Source data:
◆ ◆ ◆ ◆ ◆ ◆ ◆

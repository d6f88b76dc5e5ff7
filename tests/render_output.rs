//! End-to-end WAV rendering through the public API

use std::sync::Arc;

use famisound::document::{Document, MemoryDocument};
use famisound::engine::{render_document, render_document_with_registers};
use famisound::{PlayerCursor, RenderLength, RenderSpec, Settings, SoundGenError};

/// Two frames of four rows; pulse, triangle and noise all busy
const SONG: &str = r#"{
    "tracks": [{
        "speed": 6,
        "tempo": 150,
        "rows": 4,
        "frames": [[0, 0, 0, 0, 0], [1, 1, 0, 0, 0]],
        "patterns": [
            [["C-4 .. F 047", "...", "E-4 .. A 452", "..."], ["G-4 .. F", "...", "===", "..."]],
            [["C-3 .. 8", "...", "G-2 .. 8", "..."], ["F-2 .. 8 302", "...", "---", "..."]],
            [["C-3", "...", "G-2", "..."]],
            [["1-# .. 6", "5-# .. 3", "1-# .. 6", "5-# .. 3"]]
        ]
    }]
}"#;

fn song() -> Arc<dyn Document> {
    Arc::new(MemoryDocument::from_json(SONG).expect("test song parses"))
}

#[test]
fn test_identical_renders_are_byte_identical() {
    let dir = tempfile::tempdir().unwrap();
    let spec = RenderSpec::new(RenderLength::Loops(2)).with_trailing_silence(250);
    let first = dir.path().join("first.wav");
    let second = dir.path().join("second.wav");

    render_document(song(), &Settings::default(), PlayerCursor::start_of(0), spec, &first).unwrap();
    render_document(song(), &Settings::default(), PlayerCursor::start_of(0), spec, &second).unwrap();

    let a = std::fs::read(&first).unwrap();
    let b = std::fs::read(&second).unwrap();
    assert!(a.len() > 44, "file holds more than a header");
    assert!(a == b, "renders of the same input must match byte for byte");
}

#[test]
fn test_loop_render_length_follows_tempo() {
    let dir = tempfile::tempdir().unwrap();
    let report = render_document(
        song(),
        &Settings::default(),
        PlayerCursor::start_of(0),
        RenderSpec::new(RenderLength::Loops(1)),
        dir.path().join("loop.wav"),
    )
    .unwrap();
    // 2 frames * 4 rows * 6 ticks at 150 BPM, 735 samples per NTSC tick
    assert_eq!(report.samples_written, 48 * 735);
    approx::assert_relative_eq!(report.duration_secs(), 0.8, epsilon = 1e-9);
}

#[test]
fn test_seconds_render_with_tail() {
    let dir = tempfile::tempdir().unwrap();
    let path = dir.path().join("tail.wav");
    let settings = Settings::default().sample_rate(48_000);
    let report = render_document(
        song(),
        &settings,
        PlayerCursor::start_of(0),
        RenderSpec::new(RenderLength::Seconds(2)).with_trailing_silence(500),
        &path,
    )
    .unwrap();
    assert_eq!(report.samples_written, 2 * 48_000 + 24_000);

    let reader = hound::WavReader::open(&path).unwrap();
    assert_eq!(reader.spec().sample_rate, 48_000);
    assert_eq!(reader.spec().channels, 1);
    assert_eq!(reader.len() as u64, report.samples_written);
}

#[test]
fn test_eight_bit_render() {
    let dir = tempfile::tempdir().unwrap();
    let path = dir.path().join("8bit.wav");
    let settings = Settings {
        bit_depth: 8,
        ..Settings::default()
    };
    render_document(
        song(),
        &settings,
        PlayerCursor::start_of(0),
        RenderSpec::new(RenderLength::Seconds(1)),
        &path,
    )
    .unwrap();
    let reader = hound::WavReader::open(&path).unwrap();
    assert_eq!(reader.spec().bits_per_sample, 8);
    assert_eq!(reader.len(), 44_100);
}

#[test]
fn test_pal_render_uses_fifty_hertz_ticks() {
    let dir = tempfile::tempdir().unwrap();
    let settings = Settings::default().machine(famisound::Machine::Pal);
    let report = render_document(
        song(),
        &settings,
        PlayerCursor::start_of(0),
        RenderSpec::new(RenderLength::Loops(1)),
        dir.path().join("pal.wav"),
    )
    .unwrap();
    // Tempo accounting keeps 150 BPM: rows of 5 ticks at 882 samples
    assert_eq!(report.samples_written, 8 * 5 * 882);
}

#[test]
fn test_invalid_render_leaves_no_file() {
    let dir = tempfile::tempdir().unwrap();
    let path = dir.path().join("bad.wav");
    let result = render_document(
        song(),
        &Settings::default(),
        PlayerCursor::at(0, 7, 0),
        RenderSpec::new(RenderLength::Loops(1)),
        &path,
    );
    assert!(matches!(result, Err(SoundGenError::InvalidPlayback(_))));
    assert!(!path.exists());

    let missing = dir.path().join("no/such/dir/out.wav");
    let result = render_document(
        song(),
        &Settings::default(),
        PlayerCursor::start_of(0),
        RenderSpec::new(RenderLength::Loops(1)),
        &missing,
    );
    assert!(matches!(result, Err(SoundGenError::Render(_))));
    assert_eq!(std::fs::read_dir(dir.path()).unwrap().count(), 0, "no staging files left");
}

#[test]
fn test_register_capture_alongside_render() {
    let dir = tempfile::tempdir().unwrap();
    let spec = RenderSpec::new(RenderLength::Loops(1));
    let plain = dir.path().join("plain.wav");
    let captured = dir.path().join("captured.wav");
    render_document(song(), &Settings::default(), PlayerCursor::start_of(0), spec, &plain).unwrap();
    let (report, stream) =
        render_document_with_registers(song(), &Settings::default(), PlayerCursor::start_of(0), spec, &captured)
            .unwrap();

    assert_eq!(report.samples_written, 48 * 735);
    assert!(
        std::fs::read(&plain).unwrap() == std::fs::read(&captured).unwrap(),
        "capturing must not change the audio"
    );
    let writes = stream.writes();
    assert!(writes.windows(2).all(|w| w[0].frame <= w[1].frame), "writes in frame order");
    assert!(writes.iter().any(|w| w.address == 0x4002), "pulse 1 period written");

    let mut csv = Vec::new();
    stream.write_csv(&mut csv).unwrap();
    let text = String::from_utf8(csv).unwrap();
    let mut lines = text.lines();
    assert_eq!(lines.next(), Some("frame,address,value"));
    assert_eq!(lines.count(), writes.len());
    assert!(text.contains(",$4002,"), "addresses are written as $hex");
}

◆ ◆ ◆ ◆ ◆ ◆ ◆

The problem:
Go through the records. Copy each line where "MemoryDocument" appears.

Written reply:
use famisound::document::{Document, MemoryDocument};
    Arc::new(MemoryDocument::from_json(SONG).expect("test song parses"))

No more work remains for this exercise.